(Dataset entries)
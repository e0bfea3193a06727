//! The UI state aggregate (one per session)

use std::collections::BTreeMap;

use serde::Serialize;
use serde_json::Value;

use crate::config::{default_shortcuts, Config, ShortcutMap};
use crate::ui::appearance::{Preferences, Theme};
use crate::ui::layout::LayoutState;
use crate::ui::metrics::PerformanceStats;
use crate::ui::notifications::NotificationState;
use crate::ui::overlays::{ClipboardEntry, OverlayState};
use crate::ui::search::SearchState;
use crate::ui::viewport::{EnvironmentStatus, Viewport};

/// Loading flags and recorded errors.
///
/// A component missing from a map has no explicit state, which is not the
/// same as an explicit `false` / `null` entry.
#[derive(Debug, Clone, Default, PartialEq, Serialize)]
pub struct StatusState {
    pub global_loading: bool,
    pub component_loading: BTreeMap<String, bool>,
    pub global_error: Option<Value>,
    pub component_errors: BTreeMap<String, Value>,
}

#[derive(Debug, Clone, Default, PartialEq, Serialize)]
pub struct KeyboardState {
    pub current_focus: Option<String>,
    pub tab_index: i32,
    pub shortcuts: ShortcutMap,
}

/// Values a session starts from when nothing is persisted, and that a reset
/// returns to.
#[derive(Debug, Clone, PartialEq)]
pub struct SessionDefaults {
    pub theme: Theme,
    pub language: String,
    pub viewport: Viewport,
    pub shortcuts: ShortcutMap,
}

impl Default for SessionDefaults {
    fn default() -> Self {
        Self {
            theme: Theme::Light,
            language: "en".to_string(),
            viewport: Viewport::new(1280, 800),
            shortcuts: default_shortcuts(),
        }
    }
}

impl SessionDefaults {
    pub fn from_config(config: &Config) -> Self {
        Self {
            theme: Theme::from_dark_flag(config.theme.prefers_dark()),
            language: config.fallback_language(),
            viewport: Viewport::new(config.viewport_width, config.viewport_height),
            shortcuts: config.shortcuts.clone(),
        }
    }
}

/// Appearance values read back from the persistent backend; `None` means
/// missing or unreadable.
#[derive(Debug, Clone, Default, PartialEq)]
pub struct PersistedAppearance {
    pub theme: Option<Theme>,
    pub language: Option<String>,
    pub preferences: Option<Preferences>,
}

#[derive(Debug, Clone, PartialEq, Serialize)]
pub struct UiState {
    pub theme: Theme,
    pub language: String,
    pub preferences: Preferences,
    pub layout: LayoutState,
    pub overlays: OverlayState,
    #[serde(flatten)]
    pub notifications: NotificationState,
    pub viewport: Viewport,
    pub environment: EnvironmentStatus,
    pub status: StatusState,
    pub scroll_positions: BTreeMap<String, f64>,
    pub keyboard: KeyboardState,
    pub search: SearchState,
    pub clipboard: Option<ClipboardEntry>,
    pub performance: PerformanceStats,
}

impl UiState {
    /// Session-start state: persisted appearance where available, defaults
    /// for everything else.
    pub fn initial(persisted: PersistedAppearance, defaults: &SessionDefaults) -> Self {
        Self {
            theme: persisted.theme.unwrap_or(defaults.theme),
            language: persisted
                .language
                .unwrap_or_else(|| defaults.language.clone()),
            preferences: persisted.preferences.unwrap_or_default(),
            layout: LayoutState::default(),
            overlays: OverlayState::default(),
            notifications: NotificationState::default(),
            viewport: defaults.viewport,
            environment: EnvironmentStatus::default(),
            status: StatusState::default(),
            scroll_positions: BTreeMap::new(),
            keyboard: KeyboardState {
                current_focus: None,
                tab_index: 0,
                shortcuts: defaults.shortcuts.clone(),
            },
            search: SearchState::default(),
            clipboard: None,
            performance: PerformanceStats::new(),
        }
    }

    /// Construction default, keeping theme, language, preferences and viewport
    pub fn reset(&self, defaults: &SessionDefaults) -> Self {
        let mut next = Self::initial(
            PersistedAppearance {
                theme: Some(self.theme),
                language: Some(self.language.clone()),
                preferences: Some(self.preferences.clone()),
            },
            defaults,
        );
        next.viewport = self.viewport;
        next
    }

    /// Saved scroll offset for a component (0 when never saved)
    pub fn scroll_position(&self, component: &str) -> f64 {
        self.scroll_positions.get(component).copied().unwrap_or(0.0)
    }

    /// Action name bound to a shortcut, in any spelling
    pub fn resolve_shortcut(&self, shortcut: &str) -> Option<&str> {
        self.keyboard.shortcuts.resolve(shortcut)
    }

    pub fn has_clipboard_data(&self) -> bool {
        self.clipboard.is_some()
    }

    /// Explicit loading state for a component, if one was recorded
    pub fn component_loading(&self, component: &str) -> Option<bool> {
        self.status.component_loading.get(component).copied()
    }

    /// Whether anything is loading, globally or in any component
    pub fn is_loading(&self) -> bool {
        self.status.global_loading || self.status.component_loading.values().any(|l| *l)
    }
}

- **THE TASK**
A single number is expected: how many lines in the entries above hold the word "layout".

- **TASK RESULT**
3